Work required
Return every line from the records below with the string "args".

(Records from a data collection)
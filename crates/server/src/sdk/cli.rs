// SPDX-License-Identifier: BUSL-1.1
// Copyright (c) 2026 Alfred Jean LLC

//! Process-backed SDK connector.
//!
//! Drives the agent CLI as a long-lived child process speaking newline-
//! delimited JSON on stdin/stdout (`--input-format stream-json` /
//! `--output-format stream-json`).  One child per session; turns are
//! strictly sequential, so the stdout reader is held for the duration of a
//! turn.  Tool-permission checks arrive as `control_request` lines and are
//! answered inline on stdin.

use std::future::Future;
use std::path::PathBuf;
use std::pin::Pin;
use std::process::Stdio;
use std::sync::Arc;

use anyhow::Context;
use tokio::io::{AsyncBufReadExt, AsyncWriteExt, BufReader, Lines};
use tokio::process::{Child, ChildStdin, ChildStdout, Command};
use tokio::sync::{mpsc, Mutex};
use tracing::{debug, warn};

use super::{
    ContentBlock, PermissionContext, PermissionDecision, PermissionHandler, QueryOptions,
    SdkClient, SdkConnector, SdkMessage,
};

/// Connector that spawns the configured agent CLI.
pub struct CliConnector {
    program: String,
    cwd: PathBuf,
}

impl CliConnector {
    pub fn new(program: impl Into<String>, cwd: impl Into<PathBuf>) -> Self {
        Self { program: program.into(), cwd: cwd.into() }
    }
}

impl SdkConnector for CliConnector {
    fn connect(
        &self,
        resume: Option<String>,
        permissions: Arc<dyn PermissionHandler>,
    ) -> Arc<dyn SdkClient> {
        Arc::new(CliClient {
            program: self.program.clone(),
            cwd: self.cwd.clone(),
            resume,
            permissions,
            proc: Arc::new(Mutex::new(None)),
        })
    }

    fn query(
        &self,
        prompt: String,
        options: QueryOptions,
    ) -> Pin<Box<dyn Future<Output = anyhow::Result<mpsc::Receiver<SdkMessage>>> + Send + '_>> {
        let program = self.program.clone();
        let cwd = self.cwd.clone();
        Box::pin(async move {
            let mut child = Command::new(&program)
                .arg("--print")
                .arg(&prompt)
                .args(["--output-format", "stream-json", "--verbose"])
                .arg("--allowed-tools")
                .arg(options.allowed_tools.join(","))
                .current_dir(&cwd)
                .stdin(Stdio::null())
                .stdout(Stdio::piped())
                .stderr(Stdio::null())
                .kill_on_drop(true)
                .spawn()
                .with_context(|| format!("failed to spawn {program}"))?;

            let stdout = child.stdout.take().context("query child has no stdout")?;
            let (tx, rx) = mpsc::channel(64);
            tokio::spawn(async move {
                let mut lines = BufReader::new(stdout).lines();
                while let Ok(Some(line)) = lines.next_line().await {
                    let Ok(value) = serde_json::from_str::<serde_json::Value>(&line) else {
                        continue;
                    };
                    let Some(message) = parse_message(&value) else {
                        continue;
                    };
                    let done = matches!(message, SdkMessage::Result { .. });
                    if tx.send(message).await.is_err() || done {
                        break;
                    }
                }
                let _ = child.wait().await;
            });
            Ok(rx)
        })
    }
}

struct ChildProc {
    child: Child,
    stdin: ChildStdin,
    lines: Lines<BufReader<ChildStdout>>,
}

/// One session's CLI client. The child is spawned on the first turn.
struct CliClient {
    program: String,
    cwd: PathBuf,
    resume: Option<String>,
    permissions: Arc<dyn PermissionHandler>,
    proc: Arc<Mutex<Option<ChildProc>>>,
}

impl CliClient {
    fn spawn_child(&self) -> anyhow::Result<ChildProc> {
        let mut cmd = Command::new(&self.program);
        cmd.args(["--input-format", "stream-json", "--output-format", "stream-json", "--verbose"])
            .args(["--permission-prompt-tool", "stdio"])
            .current_dir(&self.cwd)
            .stdin(Stdio::piped())
            .stdout(Stdio::piped())
            .stderr(Stdio::null())
            .kill_on_drop(true);
        if let Some(ref resume) = self.resume {
            cmd.args(["--resume", resume]);
        }
        let mut child =
            cmd.spawn().with_context(|| format!("failed to spawn {}", self.program))?;
        let stdin = child.stdin.take().context("agent child has no stdin")?;
        let stdout = child.stdout.take().context("agent child has no stdout")?;
        let lines = BufReader::new(stdout).lines();
        Ok(ChildProc { child, stdin, lines })
    }
}

impl SdkClient for CliClient {
    fn run_turn(
        &self,
        prompt: String,
    ) -> Pin<Box<dyn Future<Output = anyhow::Result<mpsc::Receiver<SdkMessage>>> + Send + '_>> {
        Box::pin(async move {
            let mut guard = Arc::clone(&self.proc).lock_owned().await;
            if guard.is_none() {
                *guard = Some(self.spawn_child()?);
            }
            let user_line = serde_json::json!({
                "type": "user",
                "message": {
                    "role": "user",
                    "content": [{"type": "text", "text": prompt}],
                },
            });
            if let Some(proc) = guard.as_mut() {
                write_line(&mut proc.stdin, &user_line).await?;
            }

            let permissions = Arc::clone(&self.permissions);
            let (tx, rx) = mpsc::channel(64);
            // The owned guard travels into the turn task; the child is held
            // exclusively until the turn ends.
            tokio::spawn(async move {
                let Some(proc) = guard.as_mut() else {
                    return;
                };
                loop {
                    let line = match proc.lines.next_line().await {
                        Ok(Some(line)) => line,
                        Ok(None) | Err(_) => break,
                    };
                    let Ok(value) = serde_json::from_str::<serde_json::Value>(&line) else {
                        debug!("skipping non-JSON agent output line");
                        continue;
                    };
                    if value.get("type").and_then(|t| t.as_str()) == Some("control_request") {
                        if handle_control_request(proc, &permissions, &value).await.is_err() {
                            break;
                        }
                        continue;
                    }
                    let Some(message) = parse_message(&value) else {
                        continue;
                    };
                    let done = matches!(message, SdkMessage::Result { .. });
                    if tx.send(message).await.is_err() {
                        // Consumer gone: ask the agent to stop the turn.
                        let interrupt = serde_json::json!({
                            "type": "control_request",
                            "request_id": uuid::Uuid::new_v4().simple().to_string(),
                            "request": {"subtype": "interrupt"},
                        });
                        let _ = write_line(&mut proc.stdin, &interrupt).await;
                        break;
                    }
                    if done {
                        break;
                    }
                }
            });
            Ok(rx)
        })
    }

    fn close(&self) -> Pin<Box<dyn Future<Output = ()> + Send + '_>> {
        Box::pin(async move {
            let mut guard = self.proc.lock().await;
            if let Some(mut proc) = guard.take() {
                if let Err(e) = proc.child.start_kill() {
                    warn!(err = %e, "failed to kill agent child");
                }
                let _ = proc.child.wait().await;
            }
        })
    }
}

async fn write_line(stdin: &mut ChildStdin, value: &serde_json::Value) -> anyhow::Result<()> {
    let mut line = serde_json::to_string(value)?;
    line.push('\n');
    stdin.write_all(line.as_bytes()).await?;
    stdin.flush().await?;
    Ok(())
}

/// Answer a `can_use_tool` control request on stdin.
async fn handle_control_request(
    proc: &mut ChildProc,
    permissions: &Arc<dyn PermissionHandler>,
    value: &serde_json::Value,
) -> anyhow::Result<()> {
    let request_id =
        value.get("request_id").and_then(|v| v.as_str()).unwrap_or_default().to_owned();
    let request = value.get("request").cloned().unwrap_or_default();
    if request.get("subtype").and_then(|v| v.as_str()) != Some("can_use_tool") {
        return Ok(());
    }

    let tool_name =
        request.get("tool_name").and_then(|v| v.as_str()).unwrap_or_default().to_owned();
    let tool_input = request.get("input").cloned().unwrap_or_default();
    let context = PermissionContext {
        suggestions: request.get("permission_suggestions").cloned().unwrap_or_default(),
    };

    let decision = permissions.can_use_tool(tool_name, tool_input, context).await;
    let response = match decision {
        PermissionDecision::Allow { updated_permissions, updated_input } => {
            let mut body = serde_json::json!({"behavior": "allow"});
            if let Some(updated_input) = updated_input {
                body["updatedInput"] = updated_input;
            }
            if let Some(updated_permissions) = updated_permissions {
                body["updatedPermissions"] = updated_permissions;
            }
            body
        }
        PermissionDecision::Deny { message, interrupt } => {
            serde_json::json!({"behavior": "deny", "message": message, "interrupt": interrupt})
        }
    };

    let line = serde_json::json!({
        "type": "control_response",
        "response": {"subtype": "success", "request_id": request_id, "response": response},
    });
    write_line(&mut proc.stdin, &line).await
}

/// Map one stream-json line onto an [`SdkMessage`].
fn parse_message(value: &serde_json::Value) -> Option<SdkMessage> {
    match value.get("type").and_then(|t| t.as_str())? {
        "system" => {
            if value.get("subtype").and_then(|v| v.as_str()) != Some("init") {
                return None;
            }
            let session_id = value.get("session_id").and_then(|v| v.as_str())?.to_owned();
            Some(SdkMessage::SystemInit { session_id })
        }
        "assistant" => {
            let content = value.get("message")?.get("content")?.as_array()?;
            let blocks: Vec<ContentBlock> = content.iter().filter_map(parse_block).collect();
            if blocks.is_empty() {
                return None;
            }
            Some(SdkMessage::Assistant { blocks })
        }
        "result" => Some(SdkMessage::Result {
            session_id: value.get("session_id").and_then(|v| v.as_str()).map(String::from),
            cost_usd: value.get("total_cost_usd").and_then(|v| v.as_f64()),
            duration_ms: value.get("duration_ms").and_then(|v| v.as_u64()),
            is_error: value.get("is_error").and_then(|v| v.as_bool()).unwrap_or(false),
        }),
        _ => None,
    }
}

fn parse_block(block: &serde_json::Value) -> Option<ContentBlock> {
    match block.get("type").and_then(|t| t.as_str())? {
        "text" => Some(ContentBlock::Text {
            text: block.get("text").and_then(|v| v.as_str()).unwrap_or_default().to_owned(),
        }),
        "tool_use" => Some(ContentBlock::ToolUse {
            name: block.get("name").and_then(|v| v.as_str()).unwrap_or_default().to_owned(),
            input: block.get("input").cloned().unwrap_or_default(),
        }),
        "thinking" => Some(ContentBlock::Thinking {
            content: block.get("thinking").and_then(|v| v.as_str()).unwrap_or_default().to_owned(),
        }),
        _ => None,
    }
}

#[cfg(test)]
#[path = "cli_tests.rs"]
mod tests;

Solution
                .args(["--output-format", "stream-json", "--verbose"])
        cmd.args(["--input-format", "stream-json", "--output-format", "stream-json", "--verbose"])
            .args(["--permission-prompt-tool", "stdio"])
            cmd.args(["--resume", resume]);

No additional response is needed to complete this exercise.